Les causes sont multiples : la guerre en Europe avec l’Ukraine, notre planète si malmenée que d’aucuns pensent que tout cela va mal finir, attendu les catastrophes naturelles qui s’aggravent en nombre et en intensité, sans oublier les politiques qui ne sont pas à la hauteur des défis à relever. Tout doucement mais sûrement s’installe un pessimisme qui concourt à un repli sur soi amer et délétère.
Quand la recherche concrète du sens s’éloigne, l’attention aux autres recule. Ainsi, nous assistons à un phénomène d’isolement qui gangrène la Société, tant il devient massif, fut-il silencieux.
Comment ne pas observer qu’au soir de la vie, comme au début de l’âge adulte, les grands aînés et les jeunes partagent une même réalité, la solitude.
Quand deux jeunes sur trois disent se sentir seuls, comme les personnes âgées, alors il nous faut prendre conscience que la fraternité s’est fracturée par l’indifférence ; elle s’est singulièrement installée.
Nous assistons à une rupture des relations intergénérationnelles ; que de souffrances qui, pour être cachées, parfois occultées, n’en sont pas moins réelles.
La mort sociale des personnes âgées a augmenté de plus de 150 % en 10 ans.
Une jeunesse est aussi touchée par cette mort sociale, les plongeant dans bien des amertumes. La principale cause de décès des jeunes est le suicide. Les tentatives de suicide et d’auto mutilation ont explosé en 2024 (+ 6% en un an).
La France est l’un des pays qui consomme le plus d’anxiolytiques au monde avec plus de 12 millions de personnes concernées.
Concernant les jeunes, il est insupportable que trop d’étudiants doivent se priver de nourriture pour parvenir à se loger. Alors qu’ils préparent l’avenir, la Nation est trop indifférente à leurs conditions de vie injustes.
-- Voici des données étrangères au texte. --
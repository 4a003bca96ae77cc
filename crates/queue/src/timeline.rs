//! Time-ordered blocking core shared by [`JitQueue`](crate::JitQueue) and
//! [`ScheduleQueue`](crate::ScheduleQueue).
//!
//! **Ordering**
//! - Entries live in a `BTreeMap` keyed by `(time, sequence)`. The sequence is
//!   a per-queue insertion counter, so equal times are delivered in insertion
//!   order and every entry has a distinct key.
//!
//! **Waking**
//! - Every mutation bumps `generation` and broadcasts on `changed`. A waiter
//!   sleeps on the condvar (empty queue) or with a timeout equal to the
//!   distance to the head item, then re-reads the head under the lock. A
//!   waiter only pops a head that is due at the moment it holds the lock.
//!
//! **Single flight**
//! - `pop` serializes blocking dequeuers so that only one of them waits on a
//!   given head at a time. Claiming the head itself happens under the state
//!   lock, which keeps the non-blocking `try_pop` safe alongside it.
//!
//! **Marker**
//! - `M` is a slot owned by the wrapping queue and updated through the
//!   `on_pop` hook while the state lock is held. `ScheduleQueue` keeps its
//!   last-finished window there.

use std::collections::BTreeMap;
use std::sync::{Arc, Condvar, Mutex, MutexGuard};
use std::time::{Duration, SystemTime};

use crate::clock::Clock;
use crate::config::QueueConfig;
use crate::error::QueueError;
use crate::item::{JitItem, ScheduleItem};
use crate::metrics::QueueMetrics;

/// An entry with a delivery time.
pub(crate) trait Timed {
    fn due_at(&self) -> SystemTime;
}

impl<T> Timed for JitItem<T> {
    fn due_at(&self) -> SystemTime {
        self.time()
    }
}

impl<T> Timed for ScheduleItem<T> {
    fn due_at(&self) -> SystemTime {
        self.time()
    }
}

/// Mutable state guarded by the state mutex.
pub(crate) struct State<E, M> {
    entries: BTreeMap<(SystemTime, u64), E>,
    sequence: u64,
    generation: u64,
    destroyed: bool,
    marker: M,
}

impl<E: Timed, M> State<E, M> {
    pub(crate) fn is_destroyed(&self) -> bool {
        self.destroyed
    }

    pub(crate) fn len(&self) -> usize {
        self.entries.len()
    }

    /// Pending entries in delivery order.
    pub(crate) fn iter(&self) -> impl Iterator<Item = &E> + '_ {
        self.entries.values()
    }

    pub(crate) fn marker(&self) -> &M {
        &self.marker
    }

    /// Inserts an entry and marks the state as changed.
    ///
    /// Callers check [`State::is_destroyed`] first.
    pub(crate) fn push(&mut self, entry: E) {
        let key = (entry.due_at(), self.sequence);
        self.sequence = self.sequence.wrapping_add(1);
        self.entries.insert(key, entry);
        self.generation = self.generation.wrapping_add(1);
    }

    fn head_time(&self) -> Option<SystemTime> {
        self.entries.keys().next().map(|(time, _)| *time)
    }

    fn pop_head(&mut self) -> Option<E> {
        self.entries.pop_first().map(|(_, entry)| entry)
    }
}

struct Shared<E, M, C> {
    state: Mutex<State<E, M>>,
    changed: Condvar,
    pop: Mutex<()>,
    clock: C,
    config: QueueConfig,
    metrics: QueueMetrics,
}

impl<E, M, C> Shared<E, M, C> {
    fn lock(&self) -> MutexGuard<'_, State<E, M>> {
        match self.state.lock() {
            Ok(guard) => guard,
            Err(poisoned) => poisoned.into_inner(),
        }
    }

    fn lock_pop(&self) -> MutexGuard<'_, ()> {
        match self.pop.lock() {
            Ok(guard) => guard,
            Err(poisoned) => poisoned.into_inner(),
        }
    }

    fn wait<'a>(&self, guard: MutexGuard<'a, State<E, M>>) -> MutexGuard<'a, State<E, M>> {
        match self.changed.wait(guard) {
            Ok(guard) => guard,
            Err(poisoned) => poisoned.into_inner(),
        }
    }

    fn wait_timeout<'a>(
        &self,
        guard: MutexGuard<'a, State<E, M>>,
        duration: Duration,
    ) -> MutexGuard<'a, State<E, M>> {
        match self.changed.wait_timeout(guard, duration) {
            Ok((guard, _)) => guard,
            Err(poisoned) => poisoned.into_inner().0,
        }
    }
}

/// Cloneable handle over the shared ordered state.
pub(crate) struct Timeline<E, M, C> {
    shared: Arc<Shared<E, M, C>>,
}

impl<E, M, C> Clone for Timeline<E, M, C> {
    fn clone(&self) -> Self {
        Self { shared: Arc::clone(&self.shared) }
    }
}

impl<E: Timed, M: Default, C: Clock> Timeline<E, M, C> {
    pub(crate) fn new(config: QueueConfig, clock: C) -> Self {
        Self {
            shared: Arc::new(Shared {
                state: Mutex::new(State {
                    entries: BTreeMap::new(),
                    sequence: 0,
                    generation: 0,
                    destroyed: false,
                    marker: M::default(),
                }),
                changed: Condvar::new(),
                pop: Mutex::new(()),
                clock,
                config,
                metrics: QueueMetrics::new(),
            }),
        }
    }
}

impl<E: Timed, M, C: Clock> Timeline<E, M, C> {
    pub(crate) fn clock(&self) -> &C {
        &self.shared.clock
    }

    pub(crate) fn config(&self) -> &QueueConfig {
        &self.shared.config
    }

    pub(crate) fn metrics(&self) -> &QueueMetrics {
        &self.shared.metrics
    }

    fn name(&self) -> &str {
        &self.shared.config.name
    }

    /// Runs `f` under the state lock and wakes every waiter if `f` changed
    /// the state.
    pub(crate) fn update<R, F>(&self, f: F) -> R
    where
        F: FnOnce(&mut State<E, M>) -> R,
    {
        let mut guard = self.shared.lock();
        let generation = guard.generation;
        let result = f(&mut guard);
        let changed = guard.generation != generation;
        drop(guard);
        if changed {
            self.shared.changed.notify_all();
        }
        result
    }

    /// Runs `f` under the state lock without mutating.
    pub(crate) fn read<R, F>(&self, f: F) -> R
    where
        F: FnOnce(&State<E, M>) -> R,
    {
        f(&self.shared.lock())
    }

    /// Inserts `entry` in time order.
    ///
    /// Returns the entry back when the queue is destroyed.
    pub(crate) fn insert(&self, entry: E) -> Result<(), QueueError<E>> {
        let due_at = entry.due_at();
        let outcome = self.update(|state| {
            if state.is_destroyed() {
                return Err(entry);
            }
            state.push(entry);
            Ok(state.len())
        });

        match outcome {
            Ok(pending) => {
                self.record_insert(pending, due_at);
                Ok(())
            }
            Err(entry) => Err(self.reject(entry, "add")),
        }
    }

    pub(crate) fn record_insert(&self, pending: usize, due_at: SystemTime) {
        self.shared.metrics.record_add(pending);
        tracing::debug!(queue = %self.name(), pending, due_at = ?due_at, "item queued");
    }

    /// Records and logs a mutation attempted after destroy.
    pub(crate) fn reject<V>(&self, value: V, operation: &'static str) -> QueueError<V> {
        self.shared.metrics.record_rejection();
        tracing::warn!(queue = %self.name(), operation, "rejected: queue has been destroyed");
        QueueError::Destroyed(value)
    }

    /// Blocks until the head entry is due, then removes and returns it.
    ///
    /// `on_pop` runs under the state lock with the marker and the entry about
    /// to be returned. Returns `None` once the queue is destroyed.
    pub(crate) fn pop<F>(&self, mut on_pop: F) -> Option<E>
    where
        F: FnMut(&mut M, &E),
    {
        let _flight = self.shared.lock_pop();
        let mut state = self.shared.lock();

        loop {
            if state.destroyed {
                return None;
            }

            let generation = state.generation;
            let Some(due_at) = state.head_time() else {
                state = self.shared.wait(state);
                self.record_wakeup(generation, state.generation);
                continue;
            };

            match due_at.duration_since(self.shared.clock.system_time()) {
                Ok(remaining) if !remaining.is_zero() => {
                    tracing::trace!(
                        queue = %self.name(),
                        remaining_us = remaining.as_micros() as u64,
                        "waiting for head item"
                    );
                    state = self.shared.wait_timeout(state, remaining);
                    self.record_wakeup(generation, state.generation);
                }
                _ => return self.take_head(state, &mut on_pop),
            }
        }
    }

    /// Removes and returns the head entry only if it is already due.
    pub(crate) fn try_pop<F>(&self, mut on_pop: F) -> Option<E>
    where
        F: FnMut(&mut M, &E),
    {
        let state = self.shared.lock();
        if state.destroyed {
            return None;
        }
        let due_at = state.head_time()?;
        if due_at > self.shared.clock.system_time() {
            return None;
        }
        self.take_head(state, &mut on_pop)
    }

    fn take_head<F>(&self, mut state: MutexGuard<'_, State<E, M>>, on_pop: &mut F) -> Option<E>
    where
        F: FnMut(&mut M, &E),
    {
        let entry = state.pop_head()?;
        let State { marker, .. } = &mut *state;
        on_pop(marker, &entry);
        let pending = state.len();
        drop(state);

        self.shared.metrics.record_delivery(pending);
        tracing::debug!(queue = %self.name(), pending, due_at = ?entry.due_at(), "item delivered");
        Some(entry)
    }

    fn record_wakeup(&self, before: u64, after: u64) {
        let stale = before != after;
        self.shared.metrics.record_wakeup(stale);
        tracing::trace!(queue = %self.name(), stale, "waiter woke up");
    }

    pub(crate) fn peek_time(&self) -> Option<SystemTime> {
        let state = self.shared.lock();
        if state.destroyed {
            return None;
        }
        state.head_time()
    }

    pub(crate) fn len(&self) -> usize {
        self.shared.lock().len()
    }

    pub(crate) fn is_destroyed(&self) -> bool {
        self.shared.lock().destroyed
    }

    /// Empties the queue, marks it destroyed and releases every waiter.
    pub(crate) fn destroy(&self) {
        let mut state = self.shared.lock();
        if state.destroyed {
            return;
        }
        state.destroyed = true;
        let discarded = state.entries.len();
        state.entries.clear();
        state.generation = state.generation.wrapping_add(1);
        drop(state);
        self.shared.changed.notify_all();

        self.shared.metrics.record_destroy();
        tracing::debug!(queue = %self.name(), discarded, "queue destroyed");
    }
}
Là, encore, l’habitat est au cœur de cette étrangeté et de leur isolement. Cette semaine, un ami, Michel, appelait mon attention sur le fait que bien des personnes âgées, lui-même reconnaissant qu’il s’en approche, vivent dans de grands appartements, parfois seules ou en couple. Ainsi, dit-il, dans la résidence que j’habite depuis 40 ans, après avoir élevé avec mon épouse cinq enfants, nous sommes plus que seize aujourd’hui, alors que nous étions 56 occupants.
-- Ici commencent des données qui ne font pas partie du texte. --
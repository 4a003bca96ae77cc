//! Just-in-time queue.
//!
//! [`JitQueue`] holds each item until its scheduled wall-clock time and then
//! releases it through [`JitQueue::next`]. Items are delivered in time order,
//! equal times in insertion order.
//!
//! **Complexity**
//! - `add`/`schedule` and delivery are `O(log n)`.
//! - `destroy` is `O(n)`.
//!
//! **Waking**
//! - Inserting an item wakes a blocked `next`, which re-reads the head. An
//!   item earlier than the one being waited for is therefore delivered on
//!   time.

use std::time::SystemTime;

use crate::clock::{Clock, SystemClock};
use crate::config::QueueConfig;
use crate::error::QueueError;
use crate::item::JitItem;
use crate::metrics::QueueMetricsSnapshot;
use crate::timeline::Timeline;
use crate::Queue;

/// Blocking queue that releases items at their scheduled time.
///
/// ```
/// use std::time::{Duration, SystemTime};
///
/// use airtime_queue::JitQueue;
///
/// let queue = JitQueue::new();
/// let now = SystemTime::now();
/// queue.schedule("late", now + Duration::from_millis(20)).unwrap();
/// queue.schedule("early", now).unwrap();
///
/// assert_eq!(queue.next(), Some("early"));
/// assert_eq!(queue.next(), Some("late"));
/// ```
pub struct JitQueue<T, C: Clock = SystemClock> {
    timeline: Timeline<JitItem<T>, (), C>,
}

impl<T, C: Clock> Clone for JitQueue<T, C> {
    fn clone(&self) -> Self {
        Self { timeline: self.timeline.clone() }
    }
}

impl<T> JitQueue<T> {
    /// Creates an empty queue reading the system clock.
    #[must_use]
    pub fn new() -> Self {
        Self::with_config(QueueConfig::default())
    }

    /// Creates an empty queue with the given configuration.
    #[must_use]
    pub fn with_config(config: QueueConfig) -> Self {
        Self::with_clock(config, SystemClock)
    }
}

impl<T> Default for JitQueue<T> {
    fn default() -> Self {
        Self::new()
    }
}

impl<T, C: Clock> JitQueue<T, C> {
    /// Creates an empty queue that reads "now" from `clock`.
    pub fn with_clock(config: QueueConfig, clock: C) -> Self {
        Self { timeline: Timeline::new(config, clock) }
    }

    /// Queues `item` for delivery at `item.time()`.
    ///
    /// # Errors
    /// Returns [`QueueError::Destroyed`] with the item when the queue has been
    /// destroyed.
    pub fn add(&self, item: JitItem<T>) -> Result<(), QueueError<JitItem<T>>> {
        self.timeline.insert(item)
    }

    /// Queues `payload` for delivery at `time`.
    ///
    /// # Errors
    /// Returns [`QueueError::Destroyed`] with the payload when the queue has
    /// been destroyed.
    pub fn schedule(&self, payload: T, time: SystemTime) -> Result<(), QueueError<T>> {
        self.add(JitItem::new(payload, time)).map_err(|err| err.map(JitItem::into_payload))
    }

    /// Blocks until the earliest item is due and returns it.
    ///
    /// Returns `None` once the queue is destroyed.
    pub fn next(&self) -> Option<T> {
        self.timeline.pop(|_, _| {}).map(JitItem::into_payload)
    }

    /// Returns the earliest item if it is already due, without blocking.
    pub fn try_next(&self) -> Option<T> {
        self.timeline.try_pop(|_, _| {}).map(JitItem::into_payload)
    }

    /// Time of the earliest pending item.
    #[must_use]
    pub fn peek_time(&self) -> Option<SystemTime> {
        self.timeline.peek_time()
    }

    /// Returns the number of pending items.
    #[must_use]
    pub fn len(&self) -> usize {
        self.timeline.len()
    }

    /// Returns `true` when no item is pending.
    #[must_use]
    pub fn is_empty(&self) -> bool {
        self.len() == 0
    }

    /// Empties the queue and releases every blocked `next` with `None`.
    pub fn destroy(&self) {
        self.timeline.destroy();
    }

    /// Alias for [`JitQueue::destroy`].
    pub fn clean(&self) {
        self.destroy();
    }

    /// Returns `true` once the queue has been destroyed.
    #[must_use]
    pub fn is_destroyed(&self) -> bool {
        self.timeline.is_destroyed()
    }

    /// Current counters.
    #[must_use]
    pub fn metrics(&self) -> QueueMetricsSnapshot {
        self.timeline.metrics().snapshot()
    }

    /// The configuration the queue was built with.
    #[must_use]
    pub fn config(&self) -> &QueueConfig {
        self.timeline.config()
    }

    /// The clock the queue reads "now" from.
    #[must_use]
    pub fn clock(&self) -> &C {
        self.timeline.clock()
    }
}

impl<T, C: Clock> Queue for JitQueue<T, C> {
    type Item = T;

    fn next(&self) -> Option<T> {
        JitQueue::next(self)
    }

    fn is_empty(&self) -> bool {
        JitQueue::is_empty(self)
    }

    fn len(&self) -> usize {
        JitQueue::len(self)
    }

    fn destroy(&self) {
        JitQueue::destroy(self);
    }

    fn is_destroyed(&self) -> bool {
        JitQueue::is_destroyed(self)
    }
}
Michel s’est investi avec son épouse pour réaménager l’espace de leur logement en créant un T1 bis, lequel bénéficie d’un confort et des surfaces protectrices de l’intimité.
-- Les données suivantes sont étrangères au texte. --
//! Per-queue counters.
//!
//! Counters are plain atomics updated with relaxed ordering; they describe
//! activity, they do not synchronize anything. Read them through
//! [`QueueMetrics::snapshot`].

use std::sync::atomic::{AtomicBool, AtomicU64, AtomicUsize, Ordering as AtomicOrdering};

use serde::{Deserialize, Serialize};

/// Queue metrics for monitoring
#[derive(Debug, Default)]
pub struct QueueMetrics {
    pub total_added: AtomicU64,
    pub total_delivered: AtomicU64,
    pub rejected_after_destroy: AtomicU64,
    pub conflicts_reported: AtomicU64,
    pub asap_scheduled: AtomicU64,
    pub wakeups: AtomicU64,
    pub stale_wakeups: AtomicU64,
    pub current_size: AtomicUsize,
    pub queue_depth_max: AtomicUsize,
    pub destroyed: AtomicBool,
}

impl QueueMetrics {
    /// Create new metrics instance
    pub fn new() -> Self {
        Self::default()
    }

    /// Record an accepted item and the resulting queue size
    pub fn record_add(&self, size: usize) {
        self.total_added.fetch_add(1, AtomicOrdering::Relaxed);
        self.update_size(size);
    }

    /// Record a delivered item and the resulting queue size
    pub fn record_delivery(&self, size: usize) {
        self.total_delivered.fetch_add(1, AtomicOrdering::Relaxed);
        self.update_size(size);
    }

    /// Record a mutation attempted on a destroyed queue
    pub fn record_rejection(&self) {
        self.rejected_after_destroy.fetch_add(1, AtomicOrdering::Relaxed);
    }

    /// Record conflicts returned to a caller
    pub fn record_conflicts(&self, count: usize) {
        self.conflicts_reported.fetch_add(count as u64, AtomicOrdering::Relaxed);
    }

    /// Record an item placed by `schedule_asap`
    pub fn record_asap(&self) {
        self.asap_scheduled.fetch_add(1, AtomicOrdering::Relaxed);
    }

    /// Record a waiter waking up; `stale` when the queue changed underneath it
    pub fn record_wakeup(&self, stale: bool) {
        self.wakeups.fetch_add(1, AtomicOrdering::Relaxed);
        if stale {
            self.stale_wakeups.fetch_add(1, AtomicOrdering::Relaxed);
        }
    }

    /// Record the terminal transition
    pub fn record_destroy(&self) {
        self.destroyed.store(true, AtomicOrdering::Relaxed);
        self.current_size.store(0, AtomicOrdering::Relaxed);
    }

    /// Update current size
    pub fn update_size(&self, size: usize) {
        self.current_size.store(size, AtomicOrdering::Relaxed);
        self.update_max_depth(size);
    }

    /// Update maximum depth if current exceeds it
    fn update_max_depth(&self, current: usize) {
        let mut max = self.queue_depth_max.load(AtomicOrdering::Relaxed);

        while current > max {
            match self.queue_depth_max.compare_exchange_weak(
                max,
                current,
                AtomicOrdering::Relaxed,
                AtomicOrdering::Relaxed,
            ) {
                Ok(_) => break,
                Err(actual) => max = actual,
            }
        }
    }

    /// Get a snapshot of metrics
    pub fn snapshot(&self) -> QueueMetricsSnapshot {
        QueueMetricsSnapshot {
            total_added: self.total_added.load(AtomicOrdering::Relaxed),
            total_delivered: self.total_delivered.load(AtomicOrdering::Relaxed),
            rejected_after_destroy: self.rejected_after_destroy.load(AtomicOrdering::Relaxed),
            conflicts_reported: self.conflicts_reported.load(AtomicOrdering::Relaxed),
            asap_scheduled: self.asap_scheduled.load(AtomicOrdering::Relaxed),
            wakeups: self.wakeups.load(AtomicOrdering::Relaxed),
            stale_wakeups: self.stale_wakeups.load(AtomicOrdering::Relaxed),
            current_size: self.current_size.load(AtomicOrdering::Relaxed),
            queue_depth_max: self.queue_depth_max.load(AtomicOrdering::Relaxed),
            destroyed: self.destroyed.load(AtomicOrdering::Relaxed),
        }
    }
}

/// Immutable metrics snapshot
#[derive(Debug, Clone, PartialEq, Eq, Serialize, Deserialize)]
pub struct QueueMetricsSnapshot {
    pub total_added: u64,
    pub total_delivered: u64,
    pub rejected_after_destroy: u64,
    pub conflicts_reported: u64,
    pub asap_scheduled: u64,
    pub wakeups: u64,
    pub stale_wakeups: u64,
    pub current_size: usize,
    pub queue_depth_max: usize,
    pub destroyed: bool,
}

impl QueueMetricsSnapshot {
    /// Get a human-readable summary
    pub fn summary(&self) -> String {
        format!(
            "Queue Metrics:\n\
            - Current Size: {} (max {})\n\
            - Added / Delivered: {} / {}\n\
            - Rejected After Destroy: {}\n\
            - Conflicts Reported: {}\n\
            - ASAP Scheduled: {}\n\
            - Wakeups: {} ({} stale)\n\
            - Destroyed: {}",
            self.current_size,
            self.queue_depth_max,
            self.total_added,
            self.total_delivered,
            self.rejected_after_destroy,
            self.conflicts_reported,
            self.asap_scheduled,
            self.wakeups,
            self.stale_wakeups,
            self.destroyed
        )
    }
}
Voici un exemple très concret qui conduit à un partage, par-là même à une solidarité bénéfique pour tous, introduisant une vigilance de bon aloi pour retisser la cohésion sociale.
Chantal, l’épouse de Michel, trouvait l’idée judicieuse, mais rien ne presse, disait-elle, puisqu’à tous deux nous n’avons que 160 ans ! Les travaux, qui viennent de se terminer, permettent d’offrir à une aide-soignante au début de sa carrière professionnelle de disposer d’un logement en centre-ville.
Des solitudes brisées et une reconnaissance de l’autre se font jour.
Aussi, fort de l’accompagnement de Michel, Habitat et Humanisme a-t-elle décidé, sous son égide, de créer un service pour que nos aînés puissent disposer d’informations, d’aides nécessaires pour réfléchir et mettre en œuvre de tels projets financièrement peu onéreux, pouvant être accompagnés de subventions.
Voici qu’à l’aune de l’attention aux autres, de grands espaces se transforment en biens qui font du bien.